Provided records>
*** Begin section ***

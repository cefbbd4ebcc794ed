use std::fs::{self, OpenOptions};
use std::io::Write;
use std::path::{Path, PathBuf};
use std::sync::{Arc, Mutex};

use anyhow::{anyhow, Context, Result};
use chrono::{SecondsFormat, Utc};
use serde::Serialize;

/// Lifecycle events worth keeping for a project, one per journal line.
#[derive(Debug, Clone, PartialEq, Serialize)]
#[serde(tag = "type", rename_all = "snake_case")]
pub enum JournalEvent {
    GenerationStarted {
        generation_type: String,
        pages: usize,
        variants: usize,
        commits: Vec<String>,
    },
    VariantCompleted {
        commit: String,
        variant: usize,
    },
    VariantFailed {
        commit: String,
        variant: usize,
        message: String,
    },
    VariantCountDeclared {
        commit: String,
        count: usize,
    },
    GenerationFinished {
        outcome: String,
        surviving_commits: Vec<String>,
    },
    VersionRecorded {
        version_id: String,
        kind: String,
        summary: String,
    },
    VersionRemoved {
        version_id: String,
        pruned_commits: Vec<String>,
    },
    CodeImported {
        commit: String,
    },
}

/// Append-only writer for a project's `journal.jsonl`.
///
/// Every line carries `type`, `project_id` and `ts`, followed by the event
/// fields. One compact JSON object per line.
#[derive(Debug, Clone)]
pub struct GenerationJournal {
    inner: Arc<GenerationJournalInner>,
}

#[derive(Debug)]
struct GenerationJournalInner {
    path: PathBuf,
    project_id: String,
    lock: Mutex<()>,
}

impl GenerationJournal {
    pub fn new(path: impl Into<PathBuf>, project_id: impl Into<String>) -> Self {
        Self {
            inner: Arc::new(GenerationJournalInner {
                path: path.into(),
                project_id: project_id.into(),
                lock: Mutex::new(()),
            }),
        }
    }

    pub fn path(&self) -> &Path {
        &self.inner.path
    }

    pub fn project_id(&self) -> &str {
        &self.inner.project_id
    }

    /// Appends one line for `event`, creating the journal file and its
    /// directory on first use.
    pub fn record(&self, event: &JournalEvent) -> Result<()> {
        let line = JournalLine {
            project_id: &self.inner.project_id,
            ts: now_utc_iso(),
            event,
        };
        let mut raw = serde_json::to_string(&line).context("failed to encode journal event")?;
        raw.push('\n');

        let _guard = self
            .inner
            .lock
            .lock()
            .map_err(|_| anyhow!("journal lock poisoned"))?;
        if let Some(parent) = self.inner.path.parent() {
            fs::create_dir_all(parent)
                .with_context(|| format!("failed to create {}", parent.display()))?;
        }
        OpenOptions::new()
            .create(true)
            .append(true)
            .open(&self.inner.path)
            .and_then(|mut file| file.write_all(raw.as_bytes()))
            .with_context(|| format!("failed to append to {}", self.inner.path.display()))
    }
}

#[derive(Serialize)]
struct JournalLine<'a> {
    project_id: &'a str,
    ts: String,
    #[serde(flatten)]
    event: &'a JournalEvent,
}

fn now_utc_iso() -> String {
    Utc::now().to_rfc3339_opts(SecondsFormat::Micros, false)
}

#[cfg(test)]
mod tests {
    use chrono::DateTime;
    use serde_json::Value;

    use super::*;

    #[test]
    fn record_writes_compact_jsonl_line() -> anyhow::Result<()> {
        let temp = tempfile::tempdir()?;
        let path = temp.path().join("journal.jsonl");
        let journal = GenerationJournal::new(&path, "project-1");

        journal.record(&JournalEvent::VariantFailed {
            commit: "abc".to_string(),
            variant: 1,
            message: "overloaded".to_string(),
        })?;

        let content = fs::read_to_string(&path)?;
        assert_eq!(content.matches('\n').count(), 1);
        let parsed: Value = serde_json::from_str(content.trim_end())?;

        assert_eq!(parsed["commit"], Value::String("abc".to_string()));
        assert_eq!(parsed["type"], Value::String("variant_failed".to_string()));
        assert_eq!(parsed["project_id"], Value::String("project-1".to_string()));
        assert_eq!(parsed["variant"], Value::from(1));
        assert_eq!(parsed["message"], Value::String("overloaded".to_string()));

        let ts = parsed["ts"].as_str().unwrap_or("");
        DateTime::parse_from_rfc3339(ts)?;
        Ok(())
    }

    #[test]
    fn record_appends_lines() -> anyhow::Result<()> {
        let temp = tempfile::tempdir()?;
        let path = temp.path().join("logs").join("journal.jsonl");
        let journal = GenerationJournal::new(&path, "project-1");

        journal.record(&JournalEvent::CodeImported {
            commit: "c1".to_string(),
        })?;
        journal.record(&JournalEvent::VersionRemoved {
            version_id: "v1".to_string(),
            pruned_commits: vec!["c1".to_string()],
        })?;

        let content = fs::read_to_string(&path)?;
        let lines: Vec<&str> = content.lines().collect();
        assert_eq!(lines.len(), 2);

        let first: Value = serde_json::from_str(lines[0])?;
        let second: Value = serde_json::from_str(lines[1])?;
        assert_eq!(first["type"], Value::String("code_imported".to_string()));
        assert_eq!(second["type"], Value::String("version_removed".to_string()));
        assert_eq!(second["pruned_commits"][0], Value::String("c1".to_string()));
        Ok(())
    }
}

*** End section ***

Work order> Output, please, only the lines running from the start of the entries through the line that contains "use serde::Serialize;", including both of those lines.

Solution>
repository cefbbd4ebcc794ed
use std::fs::{self, OpenOptions};
use std::io::Write;
use std::path::{Path, PathBuf};
use std::sync::{Arc, Mutex};

use anyhow::{anyhow, Context, Result};
use chrono::{SecondsFormat, Utc};
use serde::Serialize;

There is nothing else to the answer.